=== Section Start ===

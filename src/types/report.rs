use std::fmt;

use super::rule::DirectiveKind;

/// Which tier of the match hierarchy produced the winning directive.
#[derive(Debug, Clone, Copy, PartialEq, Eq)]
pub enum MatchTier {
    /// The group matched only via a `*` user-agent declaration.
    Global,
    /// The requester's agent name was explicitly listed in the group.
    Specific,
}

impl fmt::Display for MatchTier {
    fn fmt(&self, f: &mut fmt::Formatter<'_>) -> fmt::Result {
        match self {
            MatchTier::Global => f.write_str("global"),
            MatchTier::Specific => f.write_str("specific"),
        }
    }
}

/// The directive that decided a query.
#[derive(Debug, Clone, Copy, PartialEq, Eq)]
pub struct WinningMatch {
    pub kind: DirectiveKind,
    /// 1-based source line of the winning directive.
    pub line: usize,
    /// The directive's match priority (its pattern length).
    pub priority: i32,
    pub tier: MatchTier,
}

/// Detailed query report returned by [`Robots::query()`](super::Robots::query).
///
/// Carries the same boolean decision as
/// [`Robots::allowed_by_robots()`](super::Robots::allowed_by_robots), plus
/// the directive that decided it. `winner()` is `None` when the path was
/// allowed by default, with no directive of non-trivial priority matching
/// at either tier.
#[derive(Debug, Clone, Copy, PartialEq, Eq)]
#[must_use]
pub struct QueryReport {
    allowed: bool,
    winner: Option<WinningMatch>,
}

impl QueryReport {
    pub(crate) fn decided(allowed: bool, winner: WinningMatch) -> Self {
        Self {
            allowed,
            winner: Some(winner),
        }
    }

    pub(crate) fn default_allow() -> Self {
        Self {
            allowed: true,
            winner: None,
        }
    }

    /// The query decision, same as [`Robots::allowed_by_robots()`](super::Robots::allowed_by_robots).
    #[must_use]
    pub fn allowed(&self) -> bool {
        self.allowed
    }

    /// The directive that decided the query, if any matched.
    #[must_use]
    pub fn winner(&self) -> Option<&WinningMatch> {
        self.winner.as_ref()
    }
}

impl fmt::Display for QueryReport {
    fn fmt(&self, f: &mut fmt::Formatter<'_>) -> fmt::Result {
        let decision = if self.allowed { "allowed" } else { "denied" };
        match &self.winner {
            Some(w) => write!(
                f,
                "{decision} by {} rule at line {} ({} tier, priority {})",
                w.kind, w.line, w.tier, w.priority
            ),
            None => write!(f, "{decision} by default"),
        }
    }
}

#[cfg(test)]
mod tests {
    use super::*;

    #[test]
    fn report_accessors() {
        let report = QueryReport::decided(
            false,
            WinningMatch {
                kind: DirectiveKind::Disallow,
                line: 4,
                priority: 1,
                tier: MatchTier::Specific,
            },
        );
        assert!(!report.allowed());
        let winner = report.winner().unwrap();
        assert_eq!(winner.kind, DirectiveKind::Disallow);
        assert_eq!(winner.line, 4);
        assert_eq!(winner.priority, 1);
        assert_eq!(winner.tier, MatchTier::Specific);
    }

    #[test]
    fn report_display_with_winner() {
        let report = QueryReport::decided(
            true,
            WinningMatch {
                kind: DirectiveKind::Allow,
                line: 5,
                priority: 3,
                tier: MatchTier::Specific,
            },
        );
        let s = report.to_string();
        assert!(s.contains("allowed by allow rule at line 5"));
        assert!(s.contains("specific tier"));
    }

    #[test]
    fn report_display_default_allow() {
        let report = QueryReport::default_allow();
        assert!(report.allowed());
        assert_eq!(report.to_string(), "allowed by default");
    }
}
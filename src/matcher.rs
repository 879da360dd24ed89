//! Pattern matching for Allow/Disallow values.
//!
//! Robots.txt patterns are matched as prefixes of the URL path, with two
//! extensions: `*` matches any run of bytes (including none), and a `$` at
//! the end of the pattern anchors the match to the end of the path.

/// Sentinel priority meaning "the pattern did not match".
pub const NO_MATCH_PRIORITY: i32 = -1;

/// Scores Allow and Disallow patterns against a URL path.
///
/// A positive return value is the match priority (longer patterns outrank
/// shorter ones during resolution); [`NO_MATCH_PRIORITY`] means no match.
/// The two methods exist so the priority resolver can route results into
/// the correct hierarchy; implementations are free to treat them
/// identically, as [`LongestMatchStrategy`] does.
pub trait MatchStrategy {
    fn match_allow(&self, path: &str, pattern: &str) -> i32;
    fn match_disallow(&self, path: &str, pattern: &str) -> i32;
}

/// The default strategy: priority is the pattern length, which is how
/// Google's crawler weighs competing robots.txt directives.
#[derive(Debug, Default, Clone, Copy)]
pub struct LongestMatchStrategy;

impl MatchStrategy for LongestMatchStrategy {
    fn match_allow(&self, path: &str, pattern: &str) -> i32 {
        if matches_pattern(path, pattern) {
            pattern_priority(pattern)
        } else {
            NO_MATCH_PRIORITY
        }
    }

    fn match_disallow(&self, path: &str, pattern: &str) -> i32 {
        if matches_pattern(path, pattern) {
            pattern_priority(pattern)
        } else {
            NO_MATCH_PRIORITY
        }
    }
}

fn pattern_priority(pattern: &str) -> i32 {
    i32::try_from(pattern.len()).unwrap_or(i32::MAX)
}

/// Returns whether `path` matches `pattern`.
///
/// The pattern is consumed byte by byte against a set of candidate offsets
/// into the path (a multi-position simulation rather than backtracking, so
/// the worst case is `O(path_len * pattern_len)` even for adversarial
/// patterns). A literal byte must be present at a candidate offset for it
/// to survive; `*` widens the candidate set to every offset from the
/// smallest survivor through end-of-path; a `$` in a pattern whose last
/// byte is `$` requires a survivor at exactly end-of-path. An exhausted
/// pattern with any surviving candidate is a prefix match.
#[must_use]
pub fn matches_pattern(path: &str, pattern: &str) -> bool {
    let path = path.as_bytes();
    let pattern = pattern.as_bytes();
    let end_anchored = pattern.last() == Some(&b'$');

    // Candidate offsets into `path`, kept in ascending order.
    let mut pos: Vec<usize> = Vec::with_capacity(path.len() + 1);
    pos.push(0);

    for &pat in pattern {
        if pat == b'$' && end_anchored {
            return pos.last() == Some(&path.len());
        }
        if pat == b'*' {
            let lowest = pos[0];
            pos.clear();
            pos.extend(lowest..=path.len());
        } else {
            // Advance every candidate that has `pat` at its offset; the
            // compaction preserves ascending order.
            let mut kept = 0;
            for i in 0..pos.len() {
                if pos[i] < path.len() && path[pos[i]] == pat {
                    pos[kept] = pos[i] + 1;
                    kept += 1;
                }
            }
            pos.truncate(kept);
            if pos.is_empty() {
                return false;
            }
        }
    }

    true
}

=== Section End ===

- _What you will do_: Line by line, return the whole listing without a single difference.

- _Finished exercise_:
filename src/types/report.rs
use std::fmt;

use super::rule::DirectiveKind;

/// Which tier of the match hierarchy produced the winning directive.
#[derive(Debug, Clone, Copy, PartialEq, Eq)]
pub enum MatchTier {
    /// The group matched only via a `*` user-agent declaration.
    Global,
    /// The requester's agent name was explicitly listed in the group.
    Specific,
}

impl fmt::Display for MatchTier {
    fn fmt(&self, f: &mut fmt::Formatter<'_>) -> fmt::Result {
        match self {
            MatchTier::Global => f.write_str("global"),
            MatchTier::Specific => f.write_str("specific"),
        }
    }
}

/// The directive that decided a query.
#[derive(Debug, Clone, Copy, PartialEq, Eq)]
pub struct WinningMatch {
    pub kind: DirectiveKind,
    /// 1-based source line of the winning directive.
    pub line: usize,
    /// The directive's match priority (its pattern length).
    pub priority: i32,
    pub tier: MatchTier,
}

/// Detailed query report returned by [`Robots::query()`](super::Robots::query).
///
/// Carries the same boolean decision as
/// [`Robots::allowed_by_robots()`](super::Robots::allowed_by_robots), plus
/// the directive that decided it. `winner()` is `None` when the path was
/// allowed by default, with no directive of non-trivial priority matching
/// at either tier.
#[derive(Debug, Clone, Copy, PartialEq, Eq)]
#[must_use]
pub struct QueryReport {
    allowed: bool,
    winner: Option<WinningMatch>,
}

impl QueryReport {
    pub(crate) fn decided(allowed: bool, winner: WinningMatch) -> Self {
        Self {
            allowed,
            winner: Some(winner),
        }
    }

    pub(crate) fn default_allow() -> Self {
        Self {
            allowed: true,
            winner: None,
        }
    }

    /// The query decision, same as [`Robots::allowed_by_robots()`](super::Robots::allowed_by_robots).
    #[must_use]
    pub fn allowed(&self) -> bool {
        self.allowed
    }

    /// The directive that decided the query, if any matched.
    #[must_use]
    pub fn winner(&self) -> Option<&WinningMatch> {
        self.winner.as_ref()
    }
}

impl fmt::Display for QueryReport {
    fn fmt(&self, f: &mut fmt::Formatter<'_>) -> fmt::Result {
        let decision = if self.allowed { "allowed" } else { "denied" };
        match &self.winner {
            Some(w) => write!(
                f,
                "{decision} by {} rule at line {} ({} tier, priority {})",
                w.kind, w.line, w.tier, w.priority
            ),
            None => write!(f, "{decision} by default"),
        }
    }
}

#[cfg(test)]
mod tests {
    use super::*;

    #[test]
    fn report_accessors() {
        let report = QueryReport::decided(
            false,
            WinningMatch {
                kind: DirectiveKind::Disallow,
                line: 4,
                priority: 1,
                tier: MatchTier::Specific,
            },
        );
        assert!(!report.allowed());
        let winner = report.winner().unwrap();
        assert_eq!(winner.kind, DirectiveKind::Disallow);
        assert_eq!(winner.line, 4);
        assert_eq!(winner.priority, 1);
        assert_eq!(winner.tier, MatchTier::Specific);
    }

    #[test]
    fn report_display_with_winner() {
        let report = QueryReport::decided(
            true,
            WinningMatch {
                kind: DirectiveKind::Allow,
                line: 5,
                priority: 3,
                tier: MatchTier::Specific,
            },
        );
        let s = report.to_string();
        assert!(s.contains("allowed by allow rule at line 5"));
        assert!(s.contains("specific tier"));
    }

    #[test]
    fn report_display_default_allow() {
        let report = QueryReport::default_allow();
        assert!(report.allowed());
        assert_eq!(report.to_string(), "allowed by default");
    }
}
filename src/matcher.rs
repository 879da360dd24ed89
//! Pattern matching for Allow/Disallow values.
//!
//! Robots.txt patterns are matched as prefixes of the URL path, with two
//! extensions: `*` matches any run of bytes (including none), and a `$` at
//! the end of the pattern anchors the match to the end of the path.

/// Sentinel priority meaning "the pattern did not match".
pub const NO_MATCH_PRIORITY: i32 = -1;

/// Scores Allow and Disallow patterns against a URL path.
///
/// A positive return value is the match priority (longer patterns outrank
/// shorter ones during resolution); [`NO_MATCH_PRIORITY`] means no match.
/// The two methods exist so the priority resolver can route results into
/// the correct hierarchy; implementations are free to treat them
/// identically, as [`LongestMatchStrategy`] does.
pub trait MatchStrategy {
    fn match_allow(&self, path: &str, pattern: &str) -> i32;
    fn match_disallow(&self, path: &str, pattern: &str) -> i32;
}

/// The default strategy: priority is the pattern length, which is how
/// Google's crawler weighs competing robots.txt directives.
#[derive(Debug, Default, Clone, Copy)]
pub struct LongestMatchStrategy;

impl MatchStrategy for LongestMatchStrategy {
    fn match_allow(&self, path: &str, pattern: &str) -> i32 {
        if matches_pattern(path, pattern) {
            pattern_priority(pattern)
        } else {
            NO_MATCH_PRIORITY
        }
    }

    fn match_disallow(&self, path: &str, pattern: &str) -> i32 {
        if matches_pattern(path, pattern) {
            pattern_priority(pattern)
        } else {
            NO_MATCH_PRIORITY
        }
    }
}

fn pattern_priority(pattern: &str) -> i32 {
    i32::try_from(pattern.len()).unwrap_or(i32::MAX)
}

/// Returns whether `path` matches `pattern`.
///
/// The pattern is consumed byte by byte against a set of candidate offsets
/// into the path (a multi-position simulation rather than backtracking, so
/// the worst case is `O(path_len * pattern_len)` even for adversarial
/// patterns). A literal byte must be present at a candidate offset for it
/// to survive; `*` widens the candidate set to every offset from the
/// smallest survivor through end-of-path; a `$` in a pattern whose last
/// byte is `$` requires a survivor at exactly end-of-path. An exhausted
/// pattern with any surviving candidate is a prefix match.
#[must_use]
pub fn matches_pattern(path: &str, pattern: &str) -> bool {
    let path = path.as_bytes();
    let pattern = pattern.as_bytes();
    let end_anchored = pattern.last() == Some(&b'$');

    // Candidate offsets into `path`, kept in ascending order.
    let mut pos: Vec<usize> = Vec::with_capacity(path.len() + 1);
    pos.push(0);

    for &pat in pattern {
        if pat == b'$' && end_anchored {
            return pos.last() == Some(&path.len());
        }
        if pat == b'*' {
            let lowest = pos[0];
            pos.clear();
            pos.extend(lowest..=path.len());
        } else {
            // Advance every candidate that has `pat` at its offset; the
            // compaction preserves ascending order.
            let mut kept = 0;
            for i in 0..pos.len() {
                if pos[i] < path.len() && path[pos[i]] == pat {
                    pos[kept] = pos[i] + 1;
                    kept += 1;
                }
            }
            pos.truncate(kept);
            if pos.is_empty() {
                return false;
            }
        }
    }

    true
}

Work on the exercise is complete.